The entries follow. Copy every line in which "SqlOperation" appears.
### Available records ###
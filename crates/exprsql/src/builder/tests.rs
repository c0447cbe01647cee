use super::*;
use crate::adapter::{MySqlAdapter, PostgresAdapter, SqlServerAdapter};

fn mysql(table: &str) -> SqlQueryBuilder {
    SqlQueryBuilder::new(table, Arc::new(MySqlAdapter))
}

#[test]
fn test_default_selection() {
    let qb = mysql("Users");
    assert_eq!(qb.command_text().unwrap(), "SELECT Users.* FROM Users");
}

#[test]
fn test_missing_adapter() {
    let err = SqlQueryBuilder::try_new("Users", None).unwrap_err();
    assert!(err.is_configuration());
}

#[test]
fn test_parameter_names_are_sequential() {
    let mut qb = mysql("Users");
    qb.field_comparison("Users", "Id", BinaryOp::GreaterThan, Value::Int(1))
        .and()
        .field_like("Users", "Email", "%x%")
        .and()
        .field_is_in("Users", "Role", vec![Value::Int(1), Value::Int(2)]);

    let names: Vec<_> = qb.parameters().names().collect();
    assert_eq!(names, vec!["Param1", "Param2", "Param3", "Param4"]);
    assert_eq!(qb.current_param_index(), 4);
    assert_eq!(
        qb.command_text().unwrap(),
        "SELECT Users.* FROM Users WHERE Users.Id > @Param1 AND Users.Email LIKE @Param2 AND Users.Role IN (@Param3,@Param4)"
    );
}

#[test]
fn test_add_parameter_first_writer_wins() {
    let mut qb = mysql("Users");
    assert!(qb.add_parameter("Custom", Value::Int(1)));
    assert!(!qb.add_parameter("Custom", Value::Int(2)));
    assert_eq!(qb.parameters().len(), 1);
    assert_eq!(qb.parameters().get("Custom"), Some(&Value::Int(1)));
}

#[test]
fn test_custom_prefix() {
    let mut qb = mysql("Users").with_prefix("p");
    qb.constant(Value::Bool(true));
    assert_eq!(qb.condition_text(), "@p1");
}

#[test]
fn test_in_empty_list() {
    let mut qb = mysql("Users");
    qb.field_is_in("Users", "Id", Vec::new());
    assert_eq!(qb.command_text().unwrap(), "SELECT Users.* FROM Users WHERE 1=0");
    assert!(qb.parameters().is_empty());

    let mut qb = mysql("Users");
    qb.field_not_in("Users", "Id", Vec::new());
    assert_eq!(qb.where_command_text().unwrap(), "WHERE 1=1");
}

#[test]
fn test_between() {
    let mut qb = mysql("Users");
    qb.field_between("Users", "Age", Value::Int(18), Value::Int(30), true);
    assert_eq!(
        qb.condition_text(),
        "(Users.Age NOT BETWEEN @Param1 AND @Param2)"
    );
}

#[test]
fn test_subquery_continues_numbering() {
    let mut qb = mysql("Users");
    qb.field_comparison("Users", "Active", BinaryOp::Equal, Value::Bool(true))
        .and();

    let mut sub = qb.fork("Groups", SqlOperation::Select);
    sub.select_field("Groups", "OwnerId", None)
        .field_comparison("Groups", "Name", BinaryOp::Equal, Value::from("admins"));
    qb.field_is_in_query("Users", "Id", &sub, false).unwrap();

    assert_eq!(
        qb.condition_text(),
        "Users.Active = @Param1 AND Users.Id IN (SELECT Groups.OwnerId FROM Groups WHERE Groups.Name = @Param2)"
    );
    assert_eq!(qb.parameters().len(), 2);
    assert_eq!(qb.bind(Value::Int(0)), "@Param3");
}

#[test]
fn test_clone_does_not_alias() {
    let mut original = mysql("Users");
    original.field_comparison("Users", "Id", BinaryOp::Equal, Value::Int(1));

    let mut copy = original.clone();
    copy.or()
        .field_comparison("Users", "Id", BinaryOp::Equal, Value::Int(2));

    assert_eq!(
        original.command_text().unwrap(),
        "SELECT Users.* FROM Users WHERE Users.Id = @Param1"
    );
    assert_eq!(
        copy.command_text().unwrap(),
        "SELECT Users.* FROM Users WHERE Users.Id = @Param1 OR Users.Id = @Param2"
    );
    assert_eq!(original.parameters().len(), 1);
    assert_eq!(copy.parameters().len(), 2);
}

#[test]
fn test_join_selection_expands_tables() {
    let mut on = mysql("Users").fork("Groups", SqlOperation::Case);
    on.field_to_field_comparison("Users", "GroupId", BinaryOp::Equal, "Groups", "Id");

    let mut qb = mysql("Users");
    qb.join(JoinKind::Left, "Groups", &on).unwrap();
    assert_eq!(
        qb.command_text().unwrap(),
        "SELECT Users.*, Groups.* FROM Users LEFT JOIN Groups ON Users.GroupId = Groups.Id"
    );
}

#[test]
fn test_unforked_subquery_is_rejected() {
    let mut qb = mysql("Users");
    qb.field_comparison("Users", "Email", BinaryOp::Equal, Value::from("outer"))
        .and();

    let mut sub = mysql("UserGroups");
    sub.select_field("UserGroups", "Id", None)
        .field_comparison("UserGroups", "Name", BinaryOp::Equal, Value::from("inner"));
    let err = qb.field_is_in_query("Users", "Id", &sub, false).unwrap_err();
    assert!(err.is_argument());
    assert_eq!(qb.parameters().len(), 1);
    assert_eq!(qb.parameters().get("Param1"), Some(&Value::from("outer")));

    let mut on = mysql("UserGroups").fork("UserGroups", SqlOperation::Case);
    on.field_comparison("UserGroups", "Name", BinaryOp::Equal, Value::from("inner"));
    let err = qb.join(JoinKind::Inner, "UserGroups", &on).unwrap_err();
    assert!(err.is_argument());
    assert_eq!(qb.table_names(), ["Users".to_string()]);
}

#[test]
fn test_count_grouping_having_order() {
    let mut qb = mysql("Users");
    qb.set_operation(SqlOperation::Count);
    assert_eq!(qb.command_text().unwrap(), "SELECT COUNT(*) FROM Users");

    qb.set_operation(SqlOperation::Select);
    qb.select_field("Users", "Role", None)
        .select_aggregate("COUNT", "Users", "Id", Some("Total"))
        .group_by("Users", "Role")
        .having("COUNT", "Users", "Id", BinaryOp::GreaterThan, Value::Int(5))
        .order_by("Users", "Role", true);
    assert_eq!(
        qb.command_text().unwrap(),
        "SELECT Users.Role, COUNT(Users.Id) AS Total FROM Users GROUP BY Users.Role HAVING COUNT(Users.Id) > @Param1 ORDER BY Users.Role DESC"
    );
}

#[test]
fn test_pagination() {
    let mut qb = mysql("Users");
    qb.order_by("Users", "Id", false).take(10);
    assert_eq!(
        qb.command_text().unwrap(),
        "SELECT Users.* FROM Users ORDER BY Users.Id LIMIT 10"
    );
    qb.skip(20);
    assert_eq!(
        qb.command_text().unwrap(),
        "SELECT Users.* FROM Users ORDER BY Users.Id LIMIT 20, 10"
    );
    qb.page(3, 25);
    assert_eq!((qb.page_size(), qb.page_index()), (Some(25), 75));
}

#[test]
fn test_insert_update_delete() {
    let mut qb = mysql("Users");
    qb.set_operation(SqlOperation::Insert);
    qb.insert_row(vec![
        ("Email".into(), Value::from("a@b.c")),
        ("Name".into(), Value::from("A")),
    ])
    .unwrap();
    qb.insert_row(vec![
        ("Email".into(), Value::from("d@e.f")),
        ("Name".into(), Value::from("D")),
    ])
    .unwrap();
    assert_eq!(
        qb.command_text().unwrap(),
        "INSERT INTO Users (Email, Name) VALUES (@Param1, @Param2), (@Param3, @Param4)"
    );
    assert_eq!(qb.insert_target().unwrap(), "Users");

    let mut qb = mysql("Users");
    qb.set_operation(SqlOperation::Update);
    qb.update_field_with("Name", Value::from("B"))
        .field_comparison("Users", "Id", BinaryOp::Equal, Value::Int(1));
    assert_eq!(
        qb.command_text().unwrap(),
        "UPDATE Users SET Name = @Param1 WHERE Users.Id = @Param2"
    );

    let mut qb = mysql("Users");
    qb.set_operation(SqlOperation::Delete);
    qb.field_is_null("Users", "Email");
    assert_eq!(
        qb.command_text().unwrap(),
        "DELETE FROM Users WHERE Users.Email IS NULL"
    );
}

#[test]
fn test_insert_row_validation() {
    let mut qb = mysql("Users");
    assert!(qb.insert_row(Vec::new()).unwrap_err().is_argument());

    qb.insert_row(vec![("A".into(), Value::Int(1))]).unwrap();
    let err = qb.insert_row(vec![("B".into(), Value::Int(2))]).unwrap_err();
    assert!(err.is_argument());

    let mut qb = mysql("Users");
    qb.set_operation(SqlOperation::Insert);
    assert!(qb.command_text().unwrap_err().is_argument());
}

#[test]
fn test_insert_from_targets_last_table() {
    let mut qb = mysql("Users");
    qb.select_field("Users", "Email", None)
        .field_comparison("Users", "Id", BinaryOp::GreaterThan, Value::Int(100))
        .insert_from("ArchivedUsers", ["Email"]);
    assert_eq!(qb.insert_target().unwrap(), "ArchivedUsers");
    assert_eq!(
        qb.command_text().unwrap(),
        "INSERT INTO ArchivedUsers (Email) SELECT Users.Email FROM Users WHERE Users.Id > @Param1"
    );
}

#[test]
fn test_accessors_reject_wrong_operation() {
    let mut qb = mysql("Users");
    assert!(qb.insert_target().unwrap_err().is_invalid_operation());

    qb.set_operation(SqlOperation::Insert);
    assert!(qb.where_command_text().unwrap_err().is_invalid_operation());
}

#[test]
fn test_case_renders_conditions_verbatim() {
    let mut qb = mysql("Users").fork("Users", SqlOperation::Case);
    qb.begin_expression()
        .field_reference("Users", "Id")
        .comparison_operator(BinaryOp::LessThanOrEqual)
        .constant(Value::Int(3))
        .end_expression();
    assert_eq!(qb.command_text().unwrap(), "(Users.Id <= @Param1)");
}

#[test]
fn test_postgres_placeholders_and_quoting() {
    let mut qb = SqlQueryBuilder::new("Users", Arc::new(PostgresAdapter));
    qb.field_comparison("Users", "Id", BinaryOp::Equal, Value::Int(7))
        .take(5);
    assert_eq!(
        qb.command_text().unwrap(),
        r#"SELECT "Users".* FROM "Users" WHERE "Users"."Id" = $1 LIMIT 5"#
    );
    assert_eq!(qb.parameters().first(), Some(("Param1", &Value::Int(7))));
}

#[test]
fn test_postgres_positions_restart_per_statement() {
    let mut qb = SqlQueryBuilder::new("Users", Arc::new(PostgresAdapter)).starting_at(2);
    qb.field_comparison("Users", "Active", BinaryOp::Equal, Value::Bool(true))
        .and();

    let mut sub = qb.fork("Groups", SqlOperation::Select);
    sub.select_field("Groups", "OwnerId", None)
        .field_comparison("Groups", "Name", BinaryOp::Equal, Value::from("admins"));
    qb.field_is_in_query("Users", "Id", &sub, false).unwrap();

    assert_eq!(
        qb.condition_text(),
        r#""Users"."Active" = $1 AND "Users"."Id" IN (SELECT "Groups"."OwnerId" FROM "Groups" WHERE "Groups"."Name" = $2)"#
    );
    let names: Vec<_> = qb.parameters().names().collect();
    assert_eq!(names, vec!["Param3", "Param4"]);
}

#[test]
fn test_sqlserver_paging() {
    let mut qb = SqlQueryBuilder::new("Users", Arc::new(SqlServerAdapter));
    qb.order_by("Users", "Id", false).page(1, 10);
    assert_eq!(
        qb.command_text().unwrap(),
        "SELECT [Users].* FROM [Users] ORDER BY [Users].[Id] OFFSET 10 ROWS FETCH NEXT 10 ROWS ONLY"
    );
}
###
- **Task answer**:
    let mut sub = qb.fork("Groups", SqlOperation::Select);
    let mut on = mysql("Users").fork("Groups", SqlOperation::Case);
    let mut on = mysql("UserGroups").fork("UserGroups", SqlOperation::Case);
    qb.set_operation(SqlOperation::Count);
    qb.set_operation(SqlOperation::Select);
    qb.set_operation(SqlOperation::Insert);
    qb.set_operation(SqlOperation::Update);
    qb.set_operation(SqlOperation::Delete);
    qb.set_operation(SqlOperation::Insert);
    qb.set_operation(SqlOperation::Insert);
    let mut qb = mysql("Users").fork("Users", SqlOperation::Case);
    let mut sub = qb.fork("Groups", SqlOperation::Select);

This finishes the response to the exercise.